The idea came from Voss, where I had stayed on a farm with Astrid and Tord. They had a kiln in their garden. It looked, to my untrained eye, achievable. This is the kind of optimism that gets people into nine-month projects.
I started in the library, which was beautiful, and took out every book in the ceramics section, which was not many. Most of them turned out to be about markings. Where this teacup was made, who stamped it, which workshop in which century. Useful if you are an auctioneer. Less useful if you are trying to build a small brick oven under an apple tree. Two of them had something I could work with. The rest I returned with polite disappointment.
So I drew. Mostly air circulation diagrams, because that was the part nobody had explained, and the part that mattered. My father, who is generous and an engineer at heart, offered to build me something rather more advanced, involving a steel barrel and gas. It would have worked. It would also have been very hot, and I know what I am like with very hot things. I declined gently. He took it well. We brainstormed alternatives, and the alternatives improved my drawings.
In October, I started digging.
I picked the far end of the garden, under an old apple tree, which felt right in a way I am not going to try to justify. I dug a decent hole with a spade. I used old bricks from the workshop, the kind every garage has and nobody can quite remember acquiring. I built a small igloo. I insulated it with the same clay I had been collecting, which felt satisfying in a circular way. There was a little shelf inside.
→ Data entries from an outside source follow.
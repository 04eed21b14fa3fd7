//! Request-level retry for credit-consuming operations.
//!
//! A failure is retried only when it looks like a transport problem. Business rejections
//! (insufficient credits, invalid codes) return after the first attempt with the server text
//! intact. Once attempts run out the caller receives a generic
//! [`FailureCode::TemporarilyUnavailable`] envelope and never the underlying transport detail.

// std
use std::time::Duration as StdDuration;
// self
use crate::{
	_prelude::*,
	envelope::{Envelope, FailureCode},
	error::ConfigError,
	obs::{self, FlowKind, FlowOutcome, FlowSpan},
};

/// Case-insensitive substrings that mark an error text as a transport failure.
pub const NETWORK_ERROR_MARKERS: &[&str] = &[
	"failed to fetch",
	"fetch failed",
	"network error",
	"networkerror",
	"connection refused",
	"econnrefused",
	"connection reset",
	"timeout",
	"timed out",
	"etimedout",
	"dns",
	"enotfound",
	"getaddrinfo",
	"token acquisition failed",
	"failed to acquire token",
];

/// Returns `true` when `text` names a transport failure rather than a business rejection.
pub fn is_network_error(text: &str) -> bool {
	let lowered = text.to_lowercase();

	NETWORK_ERROR_MARKERS.iter().any(|marker| lowered.contains(marker))
}

/// Bounded retry schedule: the first gap is `first_delay`, every later gap `later_delay`.
#[derive(Clone, Debug, PartialEq, Eq, Serialize, Deserialize)]
#[serde(default, rename_all = "camelCase")]
pub struct RetryPolicy {
	/// Total attempts, including the first.
	pub max_attempts: u32,
	/// Gap after the first failed attempt.
	pub first_delay: StdDuration,
	/// Gap after every later failed attempt.
	pub later_delay: StdDuration,
}
impl RetryPolicy {
	/// Policy with the default schedule and a custom attempt budget.
	pub fn with_max_attempts(max_attempts: u32) -> Self {
		Self { max_attempts, ..Self::default() }
	}

	/// Checks that at least one attempt is allowed.
	pub fn validate(&self) -> Result<(), ConfigError> {
		if self.max_attempts == 0 {
			return Err(ConfigError::ZeroRetryAttempts);
		}

		Ok(())
	}

	/// Gap to wait after failed attempt number `attempt` (1-based).
	pub fn delay_after(&self, attempt: u32) -> StdDuration {
		if attempt <= 1 { self.first_delay } else { self.later_delay }
	}

	/// Runs `op` until it succeeds, fails for a business reason, or the budget runs out.
	///
	/// A raised error is retried when it is retryable by class or its text looks like a
	/// transport failure; any other raised error is downgraded with [`Error::into_envelope`].
	/// Outside a Tokio runtime no gap can be awaited, so a retryable failure ends the loop with
	/// the generic unavailable envelope.
	pub async fn run<T, F, Fut>(&self, operation: &'static str, mut op: F) -> Envelope<T>
	where
		F: FnMut() -> Fut,
		Fut: Future<Output = Result<Envelope<T>>>,
	{
		const KIND: FlowKind = FlowKind::Retry;

		let span = FlowSpan::new(KIND, operation);
		let max_attempts = self.max_attempts.max(1);

		obs::record_flow_outcome(KIND, FlowOutcome::Attempt);

		let result = span
			.instrument(async move {
				let mut attempt = 0;

				loop {
					attempt += 1;

					let reason = match op().await {
						Ok(envelope) if envelope.success => return envelope,
						Ok(envelope) => {
							let text = envelope.failure_text().unwrap_or_default().to_owned();

							if !is_network_error(&text) {
								return envelope;
							}

							text
						},
						Err(e) if e.is_retryable() || is_network_error(&e.to_string()) =>
							e.to_string(),
						Err(e) => return e.into_envelope(),
					};

					if attempt >= max_attempts {
						obs::record_transition(KIND, "exhausted");

						return Envelope::from_code(FailureCode::TemporarilyUnavailable);
					}

					if tokio::runtime::Handle::try_current().is_err() {
						obs::record_transition(KIND, "no_runtime");

						return Envelope::from_code(FailureCode::TemporarilyUnavailable);
					}

					let delay = self.delay_after(attempt);

					obs::record_backoff(KIND, attempt, delay, &reason);
					tokio::time::sleep(delay).await;
				}
			})
			.await;

		if result.success {
			obs::record_flow_outcome(KIND, FlowOutcome::Success);
		} else {
			obs::record_flow_outcome(KIND, FlowOutcome::Failure);
		}

		result
	}
}
impl Default for RetryPolicy {
	fn default() -> Self {
		Self {
			max_attempts: 3,
			first_delay: StdDuration::from_millis(1_000),
			later_delay: StdDuration::from_millis(2_000),
		}
	}
}

/// Runs `op` under the default schedule with a custom attempt budget.
pub async fn with_retry<T, F, Fut>(op: F, max_attempts: u32) -> Envelope<T>
where
	F: FnMut() -> Fut,
	Fut: Future<Output = Result<Envelope<T>>>,
{
	RetryPolicy::with_max_attempts(max_attempts).run("with_retry", op).await
}

#[cfg(test)]
mod tests {
	// std
	use std::{
		pin::pin,
		sync::atomic::{AtomicU32, Ordering},
		task::{Context, Poll, Waker},
	};
	// crates.io
	use serde_json::Value;
	use tokio::time::Instant;
	// self
	use super::*;
	use crate::error::{AuthError, TransportError};

	fn network_error() -> Error {
		TransportError::Io(std::io::Error::other("connection refused")).into()
	}

	#[test]
	fn classification_is_case_insensitive() {
		assert!(is_network_error("TypeError: Failed to fetch"));
		assert!(is_network_error("connect ECONNREFUSED 127.0.0.1:443"));
		assert!(is_network_error("Request Timeout"));
		assert!(is_network_error("getaddrinfo ENOTFOUND api.growth.example"));
		assert!(is_network_error("Token acquisition failed after 5 attempts."));
		assert!(!is_network_error("insufficient credits"));
		assert!(!is_network_error("Referral code already used"));
	}

	#[test]
	fn delay_schedule_is_one_then_two_seconds() {
		let policy = RetryPolicy::default();

		assert_eq!(policy.delay_after(1), StdDuration::from_secs(1));
		assert_eq!(policy.delay_after(2), StdDuration::from_secs(2));
		assert_eq!(policy.delay_after(7), StdDuration::from_secs(2));
	}

	#[tokio::test(start_paused = true)]
	async fn business_failure_is_not_retried() {
		let calls = AtomicU32::new(0);
		let started = Instant::now();
		let envelope: Envelope = with_retry(
			|| {
				calls.fetch_add(1, Ordering::SeqCst);

				async { Ok(Envelope::failure("insufficient credits", "insufficient credits")) }
			},
			3,
		)
		.await;

		assert_eq!(calls.load(Ordering::SeqCst), 1);
		assert!(started.elapsed() < StdDuration::from_millis(1));
		assert_eq!(envelope.failure_text(), Some("insufficient credits"));
	}

	#[tokio::test(start_paused = true)]
	async fn raised_business_error_is_returned_verbatim() {
		let calls = AtomicU32::new(0);
		let envelope: Envelope = with_retry(
			|| {
				calls.fetch_add(1, Ordering::SeqCst);

				async { Err(Error::business(Some(402), "insufficient credits")) }
			},
			3,
		)
		.await;

		assert_eq!(calls.load(Ordering::SeqCst), 1);
		assert_eq!(envelope.failure_text(), Some("insufficient credits"));
	}

	#[tokio::test(start_paused = true)]
	async fn network_failures_retry_up_to_budget_then_go_generic() {
		let calls = AtomicU32::new(0);
		let started = Instant::now();
		let envelope: Envelope = with_retry(
			|| {
				calls.fetch_add(1, Ordering::SeqCst);

				async { Err(network_error()) }
			},
			3,
		)
		.await;

		assert_eq!(calls.load(Ordering::SeqCst), 3);
		assert!(started.elapsed() >= StdDuration::from_secs(3));
		assert!(started.elapsed() < StdDuration::from_millis(3_100));
		assert_eq!(envelope.failure_code(), Some(FailureCode::TemporarilyUnavailable));
		assert!(!envelope.failure_text().unwrap_or_default().contains("refused"));
	}

	#[tokio::test(start_paused = true)]
	async fn in_band_network_failure_is_retried() {
		let calls = AtomicU32::new(0);
		let envelope: Envelope = with_retry(
			|| {
				let call = calls.fetch_add(1, Ordering::SeqCst);

				async move {
					if call == 0 {
						Ok(Envelope::failure("Failed to fetch", "Failed to fetch"))
					} else {
						Ok(Envelope::ok(serde_json::json!({ "balance": 10 })))
					}
				}
			},
			3,
		)
		.await;

		assert_eq!(calls.load(Ordering::SeqCst), 2);
		assert!(envelope.success);
	}

	#[tokio::test(start_paused = true)]
	async fn unauthorized_surfaces_immediately() {
		let calls = AtomicU32::new(0);
		let envelope: Envelope = with_retry(
			|| {
				calls.fetch_add(1, Ordering::SeqCst);

				async { Err(AuthError::Unauthorized.into()) }
			},
			3,
		)
		.await;

		assert_eq!(calls.load(Ordering::SeqCst), 1);
		assert_eq!(envelope.failure_code(), Some(FailureCode::AuthFailed));
	}

	#[tokio::test(start_paused = true)]
	async fn single_attempt_budget_never_sleeps() {
		let started = Instant::now();
		let envelope: Envelope = with_retry(|| async { Err(network_error()) }, 1).await;

		assert!(started.elapsed() < StdDuration::from_millis(1));
		assert_eq!(envelope.failure_code(), Some(FailureCode::TemporarilyUnavailable));
	}

	#[test]
	fn retryable_failure_outside_runtime_ends_without_sleeping() {
		let calls = AtomicU32::new(0);
		let mut cx = Context::from_waker(Waker::noop());
		let mut retry = pin!(with_retry::<Value, _, _>(
			|| {
				calls.fetch_add(1, Ordering::SeqCst);

				async { Err(network_error()) }
			},
			3,
		));
		let Poll::Ready(envelope) = retry.as_mut().poll(&mut cx) else {
			panic!("Retry loop should finish in a single poll without a runtime.");
		};

		assert_eq!(calls.load(Ordering::SeqCst), 1);
		assert_eq!(envelope.failure_code(), Some(FailureCode::TemporarilyUnavailable));
	}
}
The entrance was suitable for feeding wood in close to the ground, and not suitable for much else.
The dog supervised. She had not come to the library, which was probably for the best, but she attended every outdoor session of construction with the focus of someone keeping a list. She was curious. Occasionally she tried to play. I was rarely available to play, but I appreciated the offer.
I finished the kiln in autumn and did not light it.
This was not patience. This was that I did not visit my parents for a while, and when I did visit it was Christmas, and Christmas is not the season for crouching in a frozen garden testing experimental brickwork. So the kiln sat under the apple tree through the winter, lidded, waiting, solidifying.
From August, when I decided to build it, to May, when I finally lit it, was nine months.
The insulation could have been better, and that 900 degrees, which is the threshold at which clay stops being mud and starts being ceramic, is harder to reach than the books had led me to assume. Higher temperatures, the kind that allow real glaze color, were not even on the table. I had not known this when I started. I know it now.
What happened in May, and how I prepared for it, and what came out of the apple tree kiln when I finally opened the lid, is a story for another time.
This one ended with quiet satisfaction of having built something that nobody had told me how to build.